広島大学は、国際共同実験「SAHHPIRES」(サファイアズ)において、2色の強力なレーザーを用いた暗黒物質の探索を始動したことを発表した。目標とするのは、暗黒物質の候補となりうるアクシオンなどの未知の素粒子。波長の異なる強力な2つのレーザー光を真空中で混ぜ合わせることで、未知粒子(アクシオン的粒子)を介した散乱を誘導し、未知粒子を生成、崩壊させるという実験を開始し、その探索結果を公表した。
実験では、真空容器内に波長の異なる2つのレーザー光を照射し光子を衝突させ、そこで起きる未知粒子の生成と崩壊を介した散乱から生じる信号光を観測した。真空容器内に残る原子を排除するために徐々に圧力を下げながら信号光の有無を検証したところ、大気圧の10万分の1以下で残余原子からの寄与が消失し、さらに圧力を下げると信号光が見えなくなった。今回の探索では未知粒子の介在は確認されなかったものの、その結果から、未知粒子の質量と結合に対する棄却領域(反対の仮説が正しくないとされる領域)の提示が可能になったという。

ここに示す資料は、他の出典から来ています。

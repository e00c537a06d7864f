//! # Values
//!
//! A value is anything an instruction can read: an instruction result, a
//! constant, a function parameter or a block parameter. Every value keeps a
//! non-owning list of its uses, maintained by the [`crate::Builder`].

use smallvec::SmallVec;

use crate::{BlockId, ConstantId, FunctionId, InstId, TypeId};

/// One read of a value: operand `operand` of `instruction`
#[derive(Debug, Clone, Copy, PartialEq, Eq, Hash, PartialOrd, Ord)]
pub struct Usage {
    pub instruction: InstId,
    pub operand: usize,
}

impl Usage {
    pub const fn new(instruction: InstId, operand: usize) -> Self {
        Self {
            instruction,
            operand,
        }
    }
}

/// Where a value comes from
#[derive(Debug, Clone, Copy, PartialEq, Eq, Hash)]
pub enum ValueKind {
    /// Result `index` of `instruction`
    InstructionResult { instruction: InstId, index: usize },
    Constant(ConstantId),
    FunctionParam { function: FunctionId, index: usize },
    BlockParam { block: BlockId, index: usize },
}

#[derive(Debug, Clone, PartialEq, Eq)]
pub struct ValueData {
    pub(crate) ty: TypeId,
    pub(crate) kind: ValueKind,
    pub(crate) name: Option<String>,
    pub(crate) uses: SmallVec<[Usage; 2]>,
}

impl ValueData {
    pub(crate) fn new(ty: TypeId, kind: ValueKind) -> Self {
        Self {
            ty,
            kind,
            name: None,
            uses: SmallVec::new(),
        }
    }

    pub const fn ty(&self) -> TypeId {
        self.ty
    }

    pub const fn kind(&self) -> ValueKind {
        self.kind
    }

    pub fn name(&self) -> Option<&str> {
        self.name.as_deref()
    }

    pub fn uses(&self) -> &[Usage] {
        &self.uses
    }

    pub fn is_used(&self) -> bool {
        !self.uses.is_empty()
    }

    /// The instruction producing this value, if it is an instruction result
    pub const fn producer(&self) -> Option<InstId> {
        match self.kind {
            ValueKind::InstructionResult { instruction, .. } => Some(instruction),
            _ => None,
        }
    }

    pub const fn constant(&self) -> Option<ConstantId> {
        match self.kind {
            ValueKind::Constant(id) => Some(id),
            _ => None,
        }
    }

    pub(crate) fn add_use(&mut self, usage: Usage) {
        self.uses.push(usage);
    }

    pub(crate) fn remove_use(&mut self, usage: Usage) {
        if let Some(pos) = self.uses.iter().position(|u| *u == usage) {
            self.uses.remove(pos);
        }
    }
}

SAHHPIRESは、Search for Axion-like Particles via optical Parametric effects with HighIntensity laseRs in Empty Space(真空中の高強度レーザーによる光学的パラメトリック効果を通じたアクシオン的粒子の探索)の略。拠点はルーマニアのExtreme-Light-Infrastructure原子核部門(ELI-NP)。広島大学大学院先進理工系科学研究科物理学プログラムの本間謙輔准教授らによる研究チームが参加している。ちなみにチタン・サファイアが、高強度レーザーの増幅媒体に使われている。複数の高強度レーザー施設を渡り歩く国際共同研究であるため、この名前が冠されたという。